Les disques UHD et Bluray sont regroupés dans un digipack tout aussi sobre et partageant les mêmes bonus vidéo. A commencer par des interviews inédites de l’assistant réalisateur Jeric Soriano et de l’acteur Nanding Josef qui reviennent sur leur collaboration avec Lino Brocka, homme calme, au service de ses acteurs, capturant comme personne la réalité des philippines, et sur un tournage particulièrement suivi par la horde de fans de Nora Aunor, qu’ils décrivent pourtant comme une personne des plus simples.
On découvre aussi une conversation avec le réalisateur Allan Brocka lors d’une présentation récente du film en public. L’occasion pour se dernier de clarifier son lien familial avec Lino, qu’il voyait comme un modèle tutélaire, et de souligner avec le présentateur l’importance de l’œuvre du cinéaste et de Bona en particulier. Reste enfin un surprenant Superfan, portrait entre documentaire et fiction de Mandy Diaz, archiviste autoproclamé de Nora Aunor, qui nous laisse à voir son immense collection tout autant qu’une obsession qui en devient douloureuse.
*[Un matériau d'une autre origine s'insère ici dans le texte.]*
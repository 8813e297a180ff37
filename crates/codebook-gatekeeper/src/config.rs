//! Gatekeeper configuration

use codebook_domain::identifier::MAX_IDENTIFIER_LEN;
use serde::{Deserialize, Serialize};

/// Configuration for candidate admission rules
#[derive(Debug, Clone, PartialEq, Eq, Serialize, Deserialize)]
#[serde(default)]
pub struct ValidationConfig {
    /// Phrases that mark a free-text description as layout noise
    pub noise_phrases: Vec<String>,

    /// Minimum description length for table rows (HTML and PDF)
    pub table_min_description: usize,

    /// Minimum name length for free-text templates
    pub template_min_name: usize,

    /// Maximum name length for free-text templates
    pub template_max_name: usize,
}

impl Default for ValidationConfig {
    fn default() -> Self {
        Self {
            noise_phrases: [
                "hidden",
                "blank",
                "missing",
                "page",
                "section",
                "question prologue",
                "calculated by",
                "go to",
            ]
            .iter()
            .map(|p| p.to_string())
            .collect(),
            table_min_description: 4,
            template_min_name: 3,
            template_max_name: MAX_IDENTIFIER_LEN,
        }
    }
}

impl ValidationConfig {
    /// Validate the configuration
    pub fn validate(&self) -> Result<(), String> {
        if self.template_min_name == 0 {
            return Err("template_min_name must be greater than 0".to_string());
        }
        if self.template_min_name > self.template_max_name {
            return Err("template_min_name cannot exceed template_max_name".to_string());
        }
        if self.template_max_name > MAX_IDENTIFIER_LEN {
            return Err(format!("template_max_name cannot exceed {}", MAX_IDENTIFIER_LEN));
        }
        if self.table_min_description == 0 {
            return Err("table_min_description must be greater than 0".to_string());
        }
        if self.noise_phrases.iter().any(|p| p.trim().is_empty()) {
            return Err("noise phrases cannot be empty".to_string());
        }
        Ok(())
    }

    /// Load configuration from TOML string
    pub fn from_toml(toml_str: &str) -> Result<Self, String> {
        toml::from_str(toml_str)
            .map_err(|e| format!("Failed to parse TOML: {}", e))
    }
}

#[cfg(test)]
mod tests {
    use super::*;

    #[test]
    fn test_default_config() {
        let config = ValidationConfig::default();
        assert!(config.validate().is_ok());
        assert_eq!(config.table_min_description, 4);
        assert!(config.noise_phrases.iter().any(|p| p == "question prologue"));
    }

    #[test]
    fn test_invalid_name_window() {
        let mut config = ValidationConfig::default();
        config.template_min_name = 40;
        assert!(config.validate().is_err());
    }

    #[test]
    fn test_from_toml() {
        let config = ValidationConfig::from_toml(
            r#"
            noise_phrases = ["skip"]
            table_min_description = 2
            template_min_name = 2
            template_max_name = 16
            "#,
        )
        .unwrap();
        assert_eq!(config.noise_phrases, vec!["skip".to_string()]);
        assert_eq!(config.template_max_name, 16);
    }
}
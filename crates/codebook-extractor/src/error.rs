//! Error types for the Extractor

use std::path::PathBuf;
use thiserror::Error;

/// Errors that can occur during extraction
///
/// Every variant is scoped to a single document; batch extraction turns them
/// into per-document failures instead of aborting.
#[derive(Error, Debug)]
pub enum ExtractorError {
    /// Document could not be read from disk
    #[error("Failed to read {path}: {source}")]
    Read {
        /// Path that failed
        path: PathBuf,
        /// Underlying I/O error
        #[source]
        source: std::io::Error,
    },

    /// Document exceeds maximum size
    #[error("Document too large: {0} bytes (max: {1})")]
    DocumentTooLarge(usize, usize),

    /// HTML selector or parse failure
    #[error("HTML error: {0}")]
    Html(String),

    /// PDF could not be loaded
    #[error("PDF error: {0}")]
    Pdf(String),

    /// CSV reader failure
    #[error("CSV error: {0}")]
    Csv(#[from] csv::Error),

    /// A text template failed to compile
    #[error("Invalid template '{name}': {reason}")]
    Template {
        /// Template name
        name: String,
        /// What was wrong with it
        reason: String,
    },

    /// Extraction panicked inside a format parser
    #[error("Extraction panicked: {0}")]
    Panicked(String),

    /// Extraction worker was cancelled
    #[error("Extraction task failed: {0}")]
    Join(String),

    /// Configuration error
    #[error("Configuration error: {0}")]
    Config(String),
}
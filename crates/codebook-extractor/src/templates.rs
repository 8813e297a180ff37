//! Ordered free-text regex templates

use crate::config::TextTemplate;
use crate::error::ExtractorError;
use regex::Regex;

/// A raw (name, description) pair captured by a template
#[derive(Debug, Clone, PartialEq, Eq)]
pub(crate) struct TemplateMatch<'t> {
    pub template: &'t str,
    pub name: String,
    pub description: String,
    pub min_description: usize,
    pub max_description: usize,
}

#[derive(Debug, Clone)]
struct CompiledTemplate {
    template: TextTemplate,
    regex: Regex,
    name_group: usize,
    description_group: usize,
}

/// Templates compiled once and applied in configuration order
#[derive(Debug, Clone)]
pub(crate) struct TemplateSet {
    templates: Vec<CompiledTemplate>,
}

impl TemplateSet {
    /// Compile every template, failing on the first invalid one
    pub fn compile(templates: &[TextTemplate]) -> Result<Self, ExtractorError> {
        let templates = templates
            .iter()
            .map(compile_template)
            .collect::<Result<Vec<_>, _>>()?;
        Ok(Self { templates })
    }

    /// Apply templates in order; each yields its matches in text order
    pub fn apply<'s>(&'s self, text: &str) -> Vec<TemplateMatch<'s>> {
        let mut matches = Vec::new();
        for compiled in &self.templates {
            for caps in compiled.regex.captures_iter(text) {
                let (Some(name), Some(description)) =
                    (caps.get(compiled.name_group), caps.get(compiled.description_group))
                else {
                    continue;
                };
                matches.push(TemplateMatch {
                    template: &compiled.template.name,
                    name: name.as_str().to_string(),
                    description: description.as_str().to_string(),
                    min_description: compiled.template.min_description,
                    max_description: compiled.template.max_description,
                });
            }
        }
        matches
    }

    /// Number of compiled templates
    pub fn len(&self) -> usize {
        self.templates.len()
    }
}

fn compile_template(template: &TextTemplate) -> Result<CompiledTemplate, ExtractorError> {
    let regex = Regex::new(&template.pattern).map_err(|e| ExtractorError::Template {
        name: template.name.clone(),
        reason: e.to_string(),
    })?;

    let named = |group: &str| regex.capture_names().position(|n| n == Some(group));
    let (name_group, description_group) = match (named("name"), named("description")) {
        (Some(name), Some(description)) => (name, description),
        _ if regex.captures_len() >= 3 => (1, 2),
        _ => {
            return Err(ExtractorError::Template {
                name: template.name.clone(),
                reason: "pattern needs a name and a description capture group".to_string(),
            })
        }
    };

    Ok(CompiledTemplate {
        template: template.clone(),
        regex,
        name_group,
        description_group,
    })
}
//! Category counts over scored records

use codebook_domain::{VariableRecord, PATTERN_MATCH_CATEGORY};
use codebook_taxonomy::Taxonomy;
use serde::Serialize;
use std::collections::BTreeMap;

/// Group used for categories the taxonomy does not know
pub const OTHER_GROUP: &str = "other";

/// Record count for one taxonomy category
#[derive(Debug, Clone, PartialEq, Eq, Serialize)]
pub struct CategoryCount {
    /// Category name
    pub category: String,
    /// Reporting group of the category
    pub group: String,
    /// Records tagged with it
    pub count: usize,
}

/// How records are spread across the taxonomy
///
/// Tracks per-category and per-group counts plus identifier-pattern and
/// untagged records.
#[derive(Debug, Clone, Default, PartialEq, Eq, Serialize)]
pub struct CategorySummary {
    /// Non-zero category counts in taxonomy order
    pub categories: Vec<CategoryCount>,

    /// Records per taxonomy group
    pub groups: BTreeMap<String, usize>,

    /// Records tagged only by an identifier pattern
    pub pattern_match: usize,

    /// Records with no category
    pub untagged: usize,

    /// Total records counted
    pub total: usize,
}

impl CategorySummary {
    /// Count records per category and group
    pub fn from_records(records: &[VariableRecord], taxonomy: &Taxonomy) -> Self {
        let mut counts: BTreeMap<&str, usize> = BTreeMap::new();
        let mut summary = Self {
            total: records.len(),
            ..Self::default()
        };

        for record in records {
            match record.category.as_deref() {
                None => summary.untagged += 1,
                Some(PATTERN_MATCH_CATEGORY) => summary.pattern_match += 1,
                Some(category) => *counts.entry(category).or_insert(0) += 1,
            }
        }

        for category in taxonomy.categories() {
            if let Some(count) = counts.remove(category.name.as_str()) {
                summary.push(&category.name, &category.group, count);
            }
        }
        // categories from a different taxonomy than the one given
        for (category, count) in counts {
            summary.push(category, OTHER_GROUP, count);
        }

        summary
    }

    fn push(&mut self, category: &str, group: &str, count: usize) {
        *self.groups.entry(group.to_string()).or_insert(0) += count;
        self.categories.push(CategoryCount {
            category: category.to_string(),
            group: group.to_string(),
            count,
        });
    }

    /// Count for one category, zero if absent
    pub fn count(&self, category: &str) -> usize {
        self.categories
            .iter()
            .find(|c| c.category == category)
            .map_or(0, |c| c.count)
    }

    /// Generate a plain-text report
    pub fn summary(&self) -> String {
        let mut lines = vec![
            "Category Summary".to_string(),
            "================".to_string(),
            format!("Records: {}", self.total),
            String::new(),
        ];

        if !self.groups.is_empty() {
            lines.push("By group:".to_string());
            for (group, count) in &self.groups {
                lines.push(format!("  {}: {}", group, count));
            }
            lines.push(String::new());
        }

        if !self.categories.is_empty() {
            lines.push("By category:".to_string());
            for c in &self.categories {
                lines.push(format!("  {} ({}): {}", c.category, c.group, c.count));
            }
            lines.push(String::new());
        }

        lines.push(format!("Identifier pattern only: {}", self.pattern_match));
        lines.push(format!("Untagged: {}", self.untagged));
        lines.join("\n")
    }
}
Le lien avec Bona est plus qu’évident.
Liste des bonus
Le dossier de presse français/anglais de la ressortie 2024 (40 pages), 4 cartes collector, l’affiche du film, Entretien avec Jeric Soriano, assistant réalisateur (12’), Entretien avec Nanding Josef (22’), Q&A avec Allan Brocka à l’Academy Museum of Motion Pictures (22’), « Superfan » : Documentaire de Clodualdo del Mundo Jr. (22’), Bande-annonce 2024.